Atypical dual specificity phosphatase, subfamily A (IPR020405)
Short name: Atypical_DUSP_famA
Overlapping homologous superfamilies
- Protein-tyrosine phosphatase-like (IPR029021)
Dual specificity phosphatases (DUSPs) are members of the superfamily of protein tyrosine phosphatases [PMID: 17057753, PMID: 15186772]. They remove the phosphate group from both phospho-tyrosine and phospho-serine/threonine residues. They are structurally similar to tyrosine-specific phosphatases but with a shallower active site cleft and a distinctive active site signature motif, HCxxGxxR [PMID: 8987394,PMID: 7961745,PMID: 8154323]. They are characterized as VHR- [PMID: 9571625,PMID: 8650541] or Cdc25-like [PMID: 7601801,PMID: 8701088].

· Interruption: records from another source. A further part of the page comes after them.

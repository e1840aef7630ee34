pub mod helpers;
mod reconcile;
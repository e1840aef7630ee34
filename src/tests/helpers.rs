//! Shared fixtures for ReactionModel testing

use crate::{
    model::{GraphEdge, GraphNode, GraphPayload, NodeClass, ReactionModel},
    patch::FormEdit,
};
use serde_json::{json, Value};

/// Initialize logging for tests
pub fn init_logging() {
    tracing_subscriber::fmt()
        .with_env_filter(tracing_subscriber::EnvFilter::from_default_env())
        .with_test_writer()
        .try_init()
        .ok();
}

/// Michaelis-Menten mapping: E + S <-> ES -> E + P, without `node_to_id`.
pub fn example_mapping() -> Value {
    json!({
        "species": {
            "spec1": {"name": "E", "amt": 5e-21, "fixed": false},
            "spec2": {"name": "S", "amt": 1e-20, "fixed": false},
            "spec3": {"name": "ES", "amt": 0.0, "fixed": false},
            "spec4": {"name": "P", "amt": 0.0, "fixed": false}
        },
        "reactions": {
            "reac1": {
                "name": "veq",
                "reagents": ["E", "S"],
                "products": ["ES"],
                "expression": "(kon*E*S-koff*ES)"
            },
            "reac2": {
                "name": "vcat",
                "reagents": ["ES"],
                "products": ["P"],
                "expression": "kcat*ES"
            }
        },
        "params": {
            "param1": {"name": "koff", "val": 0.2},
            "param2": {"name": "kon", "val": 10000000.0},
            "param3": {"name": "kcat", "val": 0.1}
        },
        "sim_params": {"sim_start": 0.0, "sim_end": 10.0, "sim_points": 120}
    })
}

pub fn example_model() -> ReactionModel {
    init_logging();
    ReactionModel::from_value(&example_mapping()).unwrap()
}

/// The graph the editor shows for [example_model].
pub fn example_graph() -> GraphPayload {
    GraphPayload {
        nodes: vec![
            GraphNode::new(1, "E", NodeClass::Species),
            GraphNode::new(2, "S", NodeClass::Species),
            GraphNode::new(3, "ES", NodeClass::Species),
            GraphNode::new(4, "P", NodeClass::Species),
            GraphNode::new(5, "veq", NodeClass::Reactions),
            GraphNode::new(6, "vcat", NodeClass::Reactions),
        ],
        edges: vec![
            GraphEdge::new(1, 5),
            GraphEdge::new(2, 5),
            GraphEdge::new(5, 3),
            GraphEdge::new(3, 6),
            GraphEdge::new(6, 4),
        ],
    }
}

/// [example_graph] after an editing session: S and vcat deleted, P renamed to Prod, species
/// I (node 7) and reaction vkcat (node 8) added and wired up.
pub fn updated_graph() -> GraphPayload {
    GraphPayload {
        nodes: vec![
            GraphNode::new(1, "E", NodeClass::Species),
            GraphNode::new(3, "ES", NodeClass::Species),
            GraphNode::new(4, "Prod", NodeClass::Species),
            GraphNode::new(5, "veq", NodeClass::Reactions),
            GraphNode::new(7, "I", NodeClass::Species),
            GraphNode::new(8, "vkcat", NodeClass::Reactions),
        ],
        edges: vec![
            GraphEdge::new(1, 5),
            GraphEdge::new(7, 5),
            GraphEdge::new(5, 3),
            GraphEdge::new(3, 8),
            GraphEdge::new(7, 8),
            GraphEdge::new(8, 4),
        ],
    }
}

/// Build form edits from borrowed literals.
pub fn form(edits: &[(&str, &[&str])]) -> Vec<FormEdit> {
    edits
        .iter()
        .map(|(key, values)| {
            (
                key.to_string(),
                values.iter().map(|v| v.to_string()).collect(),
            )
        })
        .collect()
}
//! Lightweight analysis of reaction rate expressions.
//!
//! Rate laws are simple sums and products, so they are handled as a flat token stream rather
//! than parsed into a tree. A token is classified as a species reference, a numeric literal,
//! or (by elimination) a parameter.

use indexmap::IndexSet;
use once_cell::sync::Lazy;
use regex::Regex;
use std::collections::BTreeSet;

/// Algebraic operators and separators that delimit identifiers in a rate expression.
static SEPARATOR: Lazy<Regex> = Lazy::new(|| {
    Regex::new(r"[+\-*/^()\[\]\s,;]").expect("Separator pattern is a valid regex.")
});

#[derive(Debug, Clone, Copy, PartialEq, Eq)]
pub enum TokenClass {
    Species,
    Numeric,
    Parameter,
}

/// Split `expression` into its non-empty identifier/literal tokens.
pub fn tokenize(expression: &str) -> Vec<&str> {
    SEPARATOR
        .split(expression)
        .filter(|token| !token.is_empty())
        .collect()
}

/// Float literals only; `true`/`false` are never numbers.
pub fn is_numeric_literal(token: &str) -> bool {
    if token.eq_ignore_ascii_case("true") || token.eq_ignore_ascii_case("false") {
        return false;
    }
    token.parse::<f64>().is_ok()
}

pub fn classify(token: &str, species_names: &BTreeSet<&str>) -> TokenClass {
    if species_names.contains(token) {
        TokenClass::Species
    } else if is_numeric_literal(token) {
        TokenClass::Numeric
    } else {
        TokenClass::Parameter
    }
}

/// Parameter tokens of one expression, deduplicated in order of first appearance.
pub fn parameters_in<'e>(expression: &'e str, species_names: &BTreeSet<&str>) -> IndexSet<&'e str> {
    tokenize(expression)
        .into_iter()
        .filter(|token| classify(token, species_names) == TokenClass::Parameter)
        .collect()
}

/// Species tokens of one expression, deduplicated in order of first appearance.
pub fn species_in<'e>(expression: &'e str, species_names: &BTreeSet<&str>) -> IndexSet<&'e str> {
    tokenize(expression)
        .into_iter()
        .filter(|token| classify(token, species_names) == TokenClass::Species)
        .collect()
}

/// Replace every token equal to `old_name` with `new_name`, leaving separators (including
/// whitespace) untouched. Substrings of longer tokens are never replaced, so renaming `E`
/// leaves `ES` alone.
pub fn rename_in_expression(expression: &str, old_name: &str, new_name: &str) -> String {
    if old_name.is_empty() {
        return expression.to_string();
    }
    let mut renamed = String::with_capacity(expression.len());
    let mut cursor = 0;
    for separator in SEPARATOR.find_iter(expression) {
        push_token(
            &mut renamed,
            &expression[cursor..separator.start()],
            old_name,
            new_name,
        );
        renamed.push_str(separator.as_str());
        cursor = separator.end();
    }
    push_token(&mut renamed, &expression[cursor..], old_name, new_name);
    renamed
}

fn push_token(out: &mut String, token: &str, old_name: &str, new_name: &str) {
    if token == old_name {
        out.push_str(new_name);
    } else {
        out.push_str(token);
    }
}
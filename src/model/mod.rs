//! Model module: the canonical reaction-network store and its graph views.
//!
//! # Module Organization
//!
//! - [`base`]: [`ReactionModel`], loading, serialization, derived queries
//! - [`graph`]: Graph payload types exchanged with the editor ([`GraphPayload`]) and the
//!   petgraph connectivity view ([`ReactionGraph`])
//!
//! ```rust
//! use molybdenum_core::model::{GraphPayload, ReactionModel};
//! ```

mod base;
mod graph;


pub use base::ReactionModel;
pub use graph::{EdgeRole, GraphEdge, GraphNode, GraphPayload, NodeClass, ReactionGraph};
//! molybdenum CLI tool
//!
//! Command-line interface for checking and editing reaction-network models stored as JSON.
//!
//! ## Commands
//!
//! - `check <model>`: Load a model and list invariant violations
//! - `graph <model>`: Print the graph payload an editor would display
//! - `sync <model> <graph>`: Reconcile the model with an edited graph payload
//! - `patch <model> <form>`: Apply form edits
//! - `sim <model> <form>`: Replace the simulation settings
//!
//! By default the updated model is printed to stdout. Use `--write` to write it back to the
//! model file instead.

use clap::{Parser, Subcommand};
use molybdenum_core::{
    config::EngineConfig,
    model::{GraphPayload, ReactionModel},
    patch::form_from_json,
};
use std::{
    fs::{read_to_string, write},
    path::{Path, PathBuf},
};

#[derive(Parser)]
#[command(name = "molybdenum")]
#[command(author, version, about = "A tool for reconciling reaction-network models", long_about = None)]
struct Cli {
    /// Verbose output
    #[arg(short, long, global = true)]
    verbose: bool,

    #[command(subcommand)]
    command: Commands,
}

#[derive(Subcommand)]
enum Commands {
    /// Load a model and report any invariant violations
    Check {
        /// Path to the model JSON file
        model: PathBuf,
    },

    /// Print the graph payload regenerated from a model
    Graph {
        /// Path to the model JSON file
        model: PathBuf,
    },

    /// Reconcile a model with an edited graph payload
    Sync {
        /// Path to the model JSON file
        model: PathBuf,

        /// Path to the graph payload JSON file
        graph: PathBuf,

        /// Write the updated model back to the model file (default: print it)
        #[arg(short, long)]
        write: bool,

        /// Engine configuration file path
        #[arg(short, long)]
        config: Option<PathBuf>,
    },

    /// Apply form edits (`[["spec1_amt", ["12."]], ...]`) to a model
    Patch {
        /// Path to the model JSON file
        model: PathBuf,

        /// Path to the form edits JSON file
        form: PathBuf,

        /// Write the updated model back to the model file (default: print it)
        #[arg(short, long)]
        write: bool,

        /// Engine configuration file path
        #[arg(short, long)]
        config: Option<PathBuf>,
    },

    /// Replace a model's simulation settings from form edits
    Sim {
        /// Path to the model JSON file
        model: PathBuf,

        /// Path to the form edits JSON file
        form: PathBuf,

        /// Write the updated model back to the model file (default: print it)
        #[arg(short, long)]
        write: bool,
    },
}

fn load_model(path: &Path) -> Result<ReactionModel, Box<dyn std::error::Error>> {
    tracing::debug!("Loading model from {:?}", path);
    Ok(ReactionModel::from_json(&read_to_string(path)?)?)
}

fn load_config(path: Option<&Path>) -> Result<EngineConfig, Box<dyn std::error::Error>> {
    Ok(match path {
        Some(path) => EngineConfig::from_path(path)?,
        None => EngineConfig::default(),
    })
}

fn emit_model(
    model: &ReactionModel,
    path: &Path,
    write_back: bool,
) -> Result<(), Box<dyn std::error::Error>> {
    if write_back {
        write(path, model.as_json())?;
        tracing::info!("Wrote {} to {:?}", model, path);
    } else {
        println!("{}", serde_json::to_string_pretty(&model.as_mapping())?);
    }
    Ok(())
}

fn main() -> Result<(), Box<dyn std::error::Error>> {
    let cli = Cli::parse();

    let default_level = if cli.verbose { "debug" } else { "info" };
    tracing_subscriber::fmt()
        .with_env_filter(
            tracing_subscriber::EnvFilter::try_from_default_env()
                .unwrap_or_else(|_| tracing_subscriber::EnvFilter::new(default_level)),
        )
        .with_writer(std::io::stderr)
        .init();

    match cli.command {
        Commands::Check { model } => {
            let loaded = load_model(&model)?;
            let violations = loaded.check_invariants();
            if violations.is_empty() {
                println!("{loaded}: ok");
            } else {
                for violation in violations.iter() {
                    eprintln!("  - {violation}");
                }
                eprintln!("{loaded}: {} invariant violation(s)", violations.len());
                std::process::exit(1);
            }
        }

        Commands::Graph { model } => {
            let loaded = load_model(&model)?;
            println!("{}", serde_json::to_string_pretty(&loaded.to_graph()?)?);
        }

        Commands::Sync {
            model,
            graph,
            write,
            config,
        } => {
            let mut loaded = load_model(&model)?;
            let config = load_config(config.as_deref())?;
            let payload = GraphPayload::from_json(&read_to_string(&graph)?)?;
            let report = loaded.sync_from_graph(&payload, &config)?;
            for event in report.events.iter() {
                tracing::debug!("{}", event);
            }
            for diagnostic in report.diagnostics.iter() {
                eprintln!("warning: {diagnostic}");
            }
            emit_model(&loaded, &model, write)?;
        }

        Commands::Patch {
            model,
            form,
            write,
            config,
        } => {
            let mut loaded = load_model(&model)?;
            let config = load_config(config.as_deref())?;
            let edits = form_from_json(&read_to_string(&form)?)?;
            let report = loaded.apply_patch_with_report(&edits, &config)?;
            for event in report.events.iter() {
                tracing::debug!("{}", event);
            }
            for key in report.skipped.iter() {
                eprintln!("skipped: {key} (no such entity)");
            }
            for error in report.rejected.iter() {
                eprintln!("rejected: {error}");
            }
            emit_model(&loaded, &model, write)?;
            if let Some(error) = report.rejected.into_iter().next() {
                return Err(error.into());
            }
        }

        Commands::Sim { model, form, write } => {
            let mut loaded = load_model(&model)?;
            let edits = form_from_json(&read_to_string(&form)?)?;
            loaded.set_sim_config(&edits)?;
            emit_model(&loaded, &model, write)?;
        }
    }

    Ok(())
}
use serde_json::json;
use test_log::test;

use molybdenum_core::{
    config::EngineConfig, patch::form_from_json, simulation::SimulationConfig, MolybdenumError,
};

mod common;
use common::{enzyme_model, fixture};

#[test]
fn test_form_fixture_applies() {
    let mut model = enzyme_model();
    let edits = form_from_json(&fixture("enzyme_form.json")).unwrap();
    model.apply_patch(&edits, &EngineConfig::default()).unwrap();

    let mapping = model.as_mapping();
    assert_eq!(
        mapping["species"]["spec1"],
        json!({"name": "E", "amt": 12.0, "fixed": true})
    );
    assert_eq!(
        mapping["params"],
        json!({
            "param1": {"name": "koff", "val": 0.2},
            "param3": {"name": "kinh", "val": 500.0}
        })
    );
    assert_eq!(mapping["reactions"]["reac2"]["expression"], json!("kinh*ES"));
    assert!(model.check_invariants().is_empty());
}

#[test]
fn test_bad_form_is_rejected_whole() {
    let mut model = enzyme_model();
    let before = model.as_json();
    let edits = form_from_json(r#"[["spec1_amt", ["3"]], ["spec1_amt", ["25", "13"]]]"#).unwrap();
    let err = model
        .apply_patch(&edits, &EngineConfig::default())
        .unwrap_err();
    assert!(matches!(err, MolybdenumError::Validation(_)));
    assert!(err.to_string().contains("exactly one value expected"));
    assert_eq!(model.as_json(), before);
}

#[test]
fn test_simulation_settings_from_form() {
    let mut model = enzyme_model();
    let edits =
        form_from_json(r#"[["sim_start", ["12."]], ["sim_end", ["24."]], ["sim_points", ["500"]]]"#)
            .unwrap();
    model.set_sim_config(&edits).unwrap();
    assert_eq!(model.sim_config(), &SimulationConfig::new(12.0, 24.0, 500));
    assert_eq!(
        model.as_mapping()["sim_params"],
        json!({"sim_start": 12.0, "sim_end": 24.0, "sim_points": 500})
    );
    assert_eq!(model.sim_config().require().unwrap(), (12.0, 24.0, 500));

    let bad = form_from_json(r#"[["sim_start", ["12."]], ["sim_steps", ["300"]]]"#).unwrap();
    assert!(model.set_sim_config(&bad).is_err());
    assert_eq!(model.sim_config(), &SimulationConfig::new(12.0, 24.0, 500));
}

In general, DUSPs are classified into the following subgroups [PMID: 19228121]:
- Slingshot phosphatases
- Phosphatase of regenerating liver (PRL)
- Cdc14 phosphatases
- Phosphatase and tensin homologue deleted on chromosome 10 (PTEN)-like and myotubularin phosphatases
- Mitogen-activated protein kinase phosphatases (MKPs)
- Atypical DUSPs
The atypical DUSPs share a high degree of similarity with the MKP subgroup, but lack the N-terminal regulatory domain, which provides the substrate specificity towards the MAP kinases. These atypical-DUSPs form a heterogeneous group and have in common the presence of a single catalytic PTP domain. VHR was the first characterised member of this subfamily; its crystal structure is known [PMID: 1281549, PMID: 8650541].
The function of many atypical DUSPs remains unknown, although some have been related to regulation of MAP kinase pathways [PMID: 10224087, PMID: 11971192, PMID: 15796912]. VHR has also been related to the control of cell-senescence [PMID: 16604064].
The atypical DUSPs can be subdivided into two groups (termed A and B) on the basis of sequence similarity. Each of these subgroups is characterised by its own distinctive set of motifs, the functions of which are as yet unknown.
This entry represents atypical dual specificity phosphatase subfamily A.